APPARENTLY oblivious to the fact that Cyprus will not receive the next tranche of the bailout if the foreclosure bill does not pass into law, the parliamentary debate on the bill continues at joint sessions of the House finance and interior affairs committees in efforts to reconcile political differences.
According to reports the government advised the troika of international lenders of eight amendments proposed by political parties; the troika rejected them all stressing the need to comply with the Memorandum of Understanding (MoU).
Following the troika’s response political parties are now demanding that the insolvency law, which is planned for later this year, is submitted together with the foreclosures bill, which in its current form, will only protect primary residences from seizure until 1st January 2015.
But the government has advised that the insolvency law is a complex issue and its needs more time to work on a bill before presenting it to parliament.
Although the troika said that Cyprus was making “relatively good progress” at the completion of its fifth review of the Cypriot economy, it is clear that Cyprus has failed to achieve some of the target dates it agreed with its international lenders in the MoU:
Paragraph 1.26 – “The authorities established a Task Force to prepare a study assessing the magnitude of registered, but untitled, land sales contracts and underlying mortgages and to develop recommendations by end-June.”
Paragraph 1.27 – “The authorities will, in consultation with EC and IMF and informing the ECB and ESM, prepare a comprehensive reform framework to be endorsed by the Council of Ministers by end-July, establishing appropriate corporate and personal insolvency procedures. A draft of the reform framework as well as an impact assessment of various options on lenders will be completed by end-June, and shared with the EC, ECB, IMF and the ESM. On the basis of that framework, corporate and personal insolvency legislation will be adopted, which will include licensing and regulation of insolvency practitioners by end-December.”

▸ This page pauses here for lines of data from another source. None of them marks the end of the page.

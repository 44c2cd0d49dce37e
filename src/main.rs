//! kubediscovery - composition trees and relationship graphs of Kubernetes resources
//!
//! Starting from one resource, finds everything connected to it through owner
//! references, label selectors, spec fields, environment variables and
//! annotations.

use anyhow::{Context, Result};
use clap::{Parser, Subcommand};
use kubediscovery::catalog::RelationKind;
use kubediscovery::cli::{self, ClusterOptions, CompositionFormat, ConfigSubcommand};
use kubediscovery::config::ConfigLoader;
use kubediscovery::graph::OutputFormat;
use std::path::PathBuf;
use std::time::Duration;

/// Discover how Kubernetes resources relate to each other
#[derive(Parser, Debug)]
#[command(name = "kubediscovery")]
#[command(about = "Discover composition trees and relationship graphs of Kubernetes resources", long_about = None)]
struct Args {
    /// Enable debug logging to a temp file
    #[arg(long, short = 'd', global = true)]
    debug: bool,

    /// Configuration file layered over the root config
    #[arg(long, global = true)]
    config: Option<PathBuf>,

    /// Kubeconfig context to use
    #[arg(long, global = true)]
    context: Option<String>,

    /// Read objects from a YAML/JSON snapshot instead of a live cluster
    #[arg(long, global = true)]
    snapshot: Option<PathBuf>,

    #[command(subcommand)]
    command: Command,
}

/// Main commands
#[derive(Subcommand, Debug)]
enum Command {
    /// Show every resource connected to one resource
    Connections {
        /// Resource kind, plural or singular, any case
        kind: String,
        /// Resource name
        instance: String,
        /// Namespace (defaults to defaultNamespace)
        namespace: Option<String>,
        /// Output format (defaults to the configured output)
        #[arg(short = 'o', long, value_enum)]
        output: Option<OutputFormat>,
        /// Relations not to follow, comma separated
        #[arg(long, value_delimiter = ',')]
        ignore: Vec<RelationKind>,
    },
    /// Show the containment tree of one or all (`*`) instances of a kind
    Composition {
        kind: String,
        #[arg(default_value = "*")]
        instance: String,
        namespace: Option<String>,
        #[arg(short = 'o', long, value_enum, default_value_t = CompositionFormat::Tree)]
        output: CompositionFormat,
    },
    /// Periodically rebuild compositions until interrupted
    Watch {
        namespace: Option<String>,
        /// Seconds between sweeps (defaults to refresh.intervalSeconds)
        #[arg(long)]
        interval: Option<u64>,
    },
    /// List the kinds, compositions and relationship rules in the catalog
    Kinds,
    /// Configuration management
    Config {
        #[command(subcommand)]
        subcommand: ConfigSubcommand,
    },
    /// Display version information
    Version,
}

#[tokio::main]
async fn main() -> Result<()> {
    let args = Args::parse();

    let log_file = cli::init_logging(args.debug);
    if let Some(ref log_path) = log_file {
        eprintln!(
            "Debug logging enabled. Logs written to: {}",
            log_path.display()
        );
    }

    let command = match args.command {
        Command::Version => {
            cli::display_version();
            return Ok(());
        }
        Command::Config { subcommand } => {
            return cli::handle_config_command(subcommand, args.config.as_deref()).await;
        }
        command => command,
    };

    let config = ConfigLoader::load(args.config.as_deref()).context("Failed to load configuration")?;
    tracing::debug!("Configuration loaded: {:?}", config);

    let options = ClusterOptions {
        context: args.context,
        snapshot: args.snapshot,
    };
    let namespace_or_default =
        |namespace: Option<String>| namespace.unwrap_or_else(|| config.default_namespace.clone());

    match command {
        Command::Connections {
            kind,
            instance,
            namespace,
            output,
            ignore,
        } => {
            let service = cli::connect(&config, &options, &ignore).await?;
            let namespace = namespace_or_default(namespace);
            cli::handle_connections(
                &service,
                &kind,
                &instance,
                &namespace,
                output.unwrap_or(config.output),
            )
            .await?;
        }
        Command::Composition {
            kind,
            instance,
            namespace,
            output,
        } => {
            let service = cli::connect(&config, &options, &[]).await?;
            let namespace = namespace_or_default(namespace);
            cli::handle_composition(&service, &kind, &instance, &namespace, output).await?;
        }
        Command::Watch {
            namespace,
            interval,
        } => {
            let service = cli::connect(&config, &options, &[]).await?;
            let namespace = namespace_or_default(namespace);
            let interval = Duration::from_secs(
                interval.unwrap_or(config.refresh.interval_seconds).max(1),
            );
            cli::handle_watch(service, &namespace, interval).await?;
        }
        Command::Kinds => {
            let client = if options.snapshot.is_some() {
                None
            } else {
                match kubediscovery::kube::create_client(options.context.as_deref()).await {
                    Ok(client) => Some(client),
                    Err(e) => {
                        tracing::warn!("Listing built-in kinds only: {:#}", e);
                        None
                    }
                }
            };
            let catalog = cli::load_catalog(&config, client.as_ref()).await?;
            cli::handle_kinds(&catalog);
        }
        // Handled before configuration is loaded
        Command::Version | Command::Config { .. } => {}
    }

    Ok(())
}
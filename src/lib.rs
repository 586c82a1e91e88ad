pub mod api;
pub mod config;
pub mod error;
pub mod labels;
pub mod models;
pub mod service;

pub use crate::config::AppConfig;
pub use crate::error::{ReconcileError, Result, ValidationError};
pub use labels::LabelManifest;
pub use service::{reconcile, BatchProcessor, ExhaustedLinePolicy, Reconciler};
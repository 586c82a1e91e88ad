use crate::error::Result;
use crate::labels::LabelManifest;
use crate::models::ReconciledBatch;
use std::fs::{self, File};
use std::io::{BufWriter, ErrorKind, Write};
use std::path::{Path, PathBuf};
use tempfile::NamedTempFile;

/// 对账结果的下游 (标签端接口)
pub trait BatchSink: Send + Sync {
    /// 日志里使用的下游名称
    fn name(&self) -> &'static str;

    fn deliver(&self, batch: &ReconciledBatch) -> Result<()>;
}

/// 先写同目录临时文件再改名, 读方不会看到写了一半的文件
fn write_atomically<F>(dir: &Path, path: &Path, write: F) -> Result<()>
where
    F: FnOnce(&mut File) -> Result<()>,
{
    fs::create_dir_all(dir)?;
    let mut tmp = NamedTempFile::new_in(dir)?;
    write(tmp.as_file_mut())?;
    tmp.as_file_mut().sync_all()?;
    tmp.persist(path).map_err(|e| e.error)?;
    Ok(())
}

/// 把对账后的批次 JSON 写到指定目录: `batch_<发票号>.json`
#[derive(Debug, Clone)]
pub struct JsonFileSink {
    dir: PathBuf,
}

impl JsonFileSink {
    pub fn new(dir: impl Into<PathBuf>) -> Self {
        Self { dir: dir.into() }
    }

    pub fn path_for(&self, invoice_number: i64) -> PathBuf {
        self.dir.join(format!("batch_{}.json", invoice_number))
    }
}

impl BatchSink for JsonFileSink {
    fn name(&self) -> &'static str {
        "json"
    }

    fn deliver(&self, batch: &ReconciledBatch) -> Result<()> {
        let path = self.path_for(batch.batch.invoice_number);
        let json = batch.to_json()?;
        write_atomically(&self.dir, &path, |file| Ok(file.write_all(json.as_bytes())?))?;
        tracing::info!("Batch {} written to {}", batch.batch.invoice_number, path.display());
        Ok(())
    }
}

/// 把标签清单以 CSV 写到指定目录: `labels_<发票号>.csv`
#[derive(Debug, Clone)]
pub struct LabelManifestSink {
    dir: PathBuf,
}

impl LabelManifestSink {
    pub fn new(dir: impl Into<PathBuf>) -> Self {
        Self { dir: dir.into() }
    }

    pub fn path_for(&self, invoice_number: i64) -> PathBuf {
        self.dir.join(format!("labels_{}.csv", invoice_number))
    }
}

impl BatchSink for LabelManifestSink {
    fn name(&self) -> &'static str {
        "label_manifest"
    }

    fn deliver(&self, batch: &ReconciledBatch) -> Result<()> {
        let manifest = LabelManifest::from_batch(&batch.batch);
        let path = self.path_for(batch.batch.invoice_number);

        if manifest.is_empty() {
            // 同一发票之前的清单已过期
            match fs::remove_file(&path) {
                Ok(()) => tracing::info!(
                    "Batch {} has no labels, removed stale {}",
                    batch.batch.invoice_number,
                    path.display()
                ),
                Err(e) if e.kind() == ErrorKind::NotFound => {
                    tracing::info!("Batch {} has no labels, skipping manifest", batch.batch.invoice_number)
                }
                Err(e) => return Err(e.into()),
            }
            return Ok(());
        }

        write_atomically(&self.dir, &path, |file| manifest.write_csv(BufWriter::new(file)))?;
        tracing::info!(
            "Batch {}: {} 个标签 ({} 页) 写入 {}",
            batch.batch.invoice_number,
            manifest.entries.len(),
            manifest.page_count(),
            path.display()
        );
        Ok(())
    }
}

/// 按顺序交给所有下游，遇错即停；失败时记录已经交付的下游
pub fn deliver_all(batch: &ReconciledBatch, sinks: &[Box<dyn BatchSink>]) -> Result<()> {
    let mut delivered: Vec<&'static str> = Vec::with_capacity(sinks.len());
    for sink in sinks {
        if let Err(e) = sink.deliver(batch) {
            tracing::error!(
                "Batch {}: 下游 {} 交付失败: {}; 已交付: {:?}",
                batch.batch.invoice_number,
                sink.name(),
                e,
                delivered
            );
            return Err(e);
        }
        delivered.push(sink.name());
    }
    Ok(())
}

/// 按输出配置组装下游
pub fn sinks_for(dir: &Path, write_json: bool, write_manifest: bool) -> Vec<Box<dyn BatchSink>> {
    let mut sinks: Vec<Box<dyn BatchSink>> = Vec::new();
    if write_json {
        sinks.push(Box::new(JsonFileSink::new(dir)));
    }
    if write_manifest {
        sinks.push(Box::new(LabelManifestSink::new(dir)));
    }
    sinks
}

Paragraph 1.28 – “The legal framework in relation to foreclosures and the forced sales of mortgaged property will be amended in consultation with the EC and the IMF and informing the ECB and the ESM, and adopted by end-June, with immediate effect for all mortgaged properties except primary residences (for which provisions will enter into effect by end-December, in line with the adoption of the insolvency legislation), to allow for private auctions to be conducted by mortgage creditors, without interference from government agencies.”
During a conference call following the troika’s fifth review Delia Velculescu, Mission Chief for Cyprus, answered a number of questions relating to the foreclosures bill and warned “this [the foreclosures law] is a precondition for the conclusion of the fifth review with Cyprus. If the law is not passed, the review would not be concluded and we may need to come back to Cyprus and discuss again the situation.”
Meanwhile political parties appear content to continue the bunfight trying to score political points from their ‘adversaries’ – seemingly oblivious to the fact that the foreclosures bill has to be passed into law before Cyprus receives the next tranche of the bailout loan.